_SUPPLIED RECORDS_

□ □ □ □ □ □ □

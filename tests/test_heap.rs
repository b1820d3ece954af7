use seedlisp::node::Printed;
use seedlisp::{Heap, Scanner, Value, Vm, list, parse};

/// Live slot counts with the three canonical singletons excluded.
fn live_beyond_singletons(heap: &Heap) -> (usize, usize) {
    let stats = heap.stats();
    (stats.live_values() - 3, stats.live_links())
}

#[test]
fn test_singletons_share_identity() {
    let mut heap = Heap::new();
    let t1 = heap.alloc_value(Value::Boolean(true));
    let t2 = heap.boolean(true);
    assert_eq!(t1, t2);
    assert_eq!(t1, heap.truth());
    let e1 = heap.alloc_value(Value::List(None));
    assert_eq!(e1, heap.empty());
    heap.release(t1);
    heap.release(t2);
    heap.release(e1);
    heap.process_deletions();
    assert!(heap.is_live(heap.truth()));
    assert!(heap.is_live(heap.empty()));
}

#[test]
fn test_refcount_frees_unreferenced_values() {
    let mut heap = Heap::new();
    let n = heap.alloc_value(Value::Int(7));
    assert_eq!(heap.value_refs(n), Some(1));
    heap.retain(n);
    assert_eq!(heap.value_refs(n), Some(2));
    heap.release(n);
    heap.release(n);
    heap.process_deletions();
    assert!(!heap.is_live(n));
    assert_eq!(live_beyond_singletons(&heap), (0, 0));
}

#[test]
fn test_shared_tail_survives_head_release() {
    let mut heap = Heap::new();
    let one = heap.alloc_value(Value::Int(1));
    let two = heap.alloc_value(Value::Int(2));
    let tail = list::make1(&mut heap, two);
    let longer = list::cons(&mut heap, one, tail);
    heap.release(one);
    heap.release(two);
    // Dropping the longer list must leave the shared tail intact.
    heap.release(longer);
    heap.process_deletions();
    assert_eq!(Printed::new(&heap, tail).to_string(), "(2)");
    heap.release(tail);
    heap.process_deletions();
    assert_eq!(live_beyond_singletons(&heap), (0, 0));
}

#[test]
fn test_long_list_collapse_drains_iteratively() {
    let mut heap = Heap::new();
    let mut lst = heap.empty();
    heap.retain(lst);
    for i in 0..10_000 {
        let n = heap.alloc_value(Value::Int(i));
        let extended = list::cons(&mut heap, n, lst);
        heap.release(n);
        heap.release(lst);
        lst = extended;
    }
    let stats = heap.stats();
    assert!(stats.live_values() > 10_000);
    // One release collapses the whole chain through the deferred queue;
    // the queue holds 256 entries, so cascades must drain in the loop.
    heap.release(lst);
    heap.process_deletions();
    assert_eq!(live_beyond_singletons(&heap), (0, 0));
}

#[test]
fn test_sweep_reclaims_unrooted_slots() {
    let mut heap = Heap::new();
    let a = heap.alloc_value(Value::Int(1));
    let b = heap.alloc_value(Value::Int(2));
    let kept = list::make1(&mut heap, b);
    // Simulate a leak: forget `a` without releasing it.
    let _ = a;
    let roots = [heap.truth(), heap.falsity(), heap.empty(), kept];
    let reclaimed = heap.sweep(&roots);
    assert!(reclaimed >= 1);
    assert!(!heap.is_live(a));
    assert_eq!(Printed::new(&heap, kept).to_string(), "(2)");
    heap.release(b);
    heap.release(kept);
    heap.process_deletions();
}

#[test]
fn test_sweep_reclaims_reference_cycle() {
    let mut heap = Heap::new();
    let key = heap.alloc_value(Value::Symbol("self".into()));
    let zero = heap.alloc_value(Value::Int(0));
    let pair = list::make2(&mut heap, key, zero);
    let empty = heap.empty();
    let env = list::cons(&mut heap, pair, empty);
    // Close the cycle: the pair's value becomes the list containing it.
    assert!(list::lookup_replace(&mut heap, key, env, env));
    heap.release(key);
    heap.release(zero);
    heap.release(pair);
    // The cycle keeps itself alive through reference counts alone.
    heap.release(env);
    heap.process_deletions();
    assert!(heap.is_live(env));
    // The sweep traces only the roots and reclaims the loop.
    let roots = [heap.truth(), heap.falsity(), heap.empty()];
    heap.sweep(&roots);
    assert!(!heap.is_live(env));
    assert_eq!(live_beyond_singletons(&heap), (0, 0));
}

#[test]
fn test_sweep_after_rebinding_reclaims_old_value() {
    let mut heap = Heap::new();
    let mut vm = Vm::new(&mut heap);
    let mut run = |heap: &mut Heap, vm: &mut Vm, text: &str| {
        let mut scanner = Scanner::new(text);
        let expr = parse(heap, &mut scanner).unwrap();
        let result = vm.eval(heap, expr).unwrap();
        heap.release(result);
        heap.release(expr);
        heap.process_deletions();
    };
    run(&mut heap, &mut vm, "(define x '(1 2 3))");
    let populated = heap.stats().live_values();
    run(&mut heap, &mut vm, "(set! x #f)");
    let roots = [heap.truth(), heap.falsity(), heap.empty(), vm.global_env()];
    heap.sweep(&roots);
    // The three list cells are gone, one way or the other.
    assert!(heap.stats().live_values() <= populated - 3);
}

#[test]
fn test_stats_report_free_slots() {
    let mut heap = Heap::new();
    let before = heap.stats();
    assert_eq!(before.live_values(), 3);
    assert!(before.free_bytes() > 0);
    let held: Vec<_> = (0..50).map(|i| heap.alloc_value(Value::Int(i))).collect();
    let during = heap.stats();
    assert_eq!(during.live_values(), 53);
    assert_eq!(during.value_slots_free, during.value_slots - 53);
    assert!(during.free_bytes() < before.free_bytes());
    for id in held {
        heap.release(id);
    }
    heap.process_deletions();
    assert_eq!(heap.stats().live_values(), 3);
}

□ □ □ □ □ □ □

_PROBLEM DESCRIPTION_
The line above containing "for i in 0..10_000", the line containing "let pair = list::make2(&mut", and every line between them are to be transcribed exactly; no other line is wanted.

_EXERCISE RESULT_
    for i in 0..10_000 {
        let n = heap.alloc_value(Value::Int(i));
        let extended = list::cons(&mut heap, n, lst);
        heap.release(n);
        heap.release(lst);
        lst = extended;
    }
    let stats = heap.stats();
    assert!(stats.live_values() > 10_000);
    // One release collapses the whole chain through the deferred queue;
    // the queue holds 256 entries, so cascades must drain in the loop.
    heap.release(lst);
    heap.process_deletions();
    assert_eq!(live_beyond_singletons(&heap), (0, 0));
}

#[test]
fn test_sweep_reclaims_unrooted_slots() {
    let mut heap = Heap::new();
    let a = heap.alloc_value(Value::Int(1));
    let b = heap.alloc_value(Value::Int(2));
    let kept = list::make1(&mut heap, b);
    // Simulate a leak: forget `a` without releasing it.
    let _ = a;
    let roots = [heap.truth(), heap.falsity(), heap.empty(), kept];
    let reclaimed = heap.sweep(&roots);
    assert!(reclaimed >= 1);
    assert!(!heap.is_live(a));
    assert_eq!(Printed::new(&heap, kept).to_string(), "(2)");
    heap.release(b);
    heap.release(kept);
    heap.process_deletions();
}

#[test]
fn test_sweep_reclaims_reference_cycle() {
    let mut heap = Heap::new();
    let key = heap.alloc_value(Value::Symbol("self".into()));
    let zero = heap.alloc_value(Value::Int(0));
    let pair = list::make2(&mut heap, key, zero);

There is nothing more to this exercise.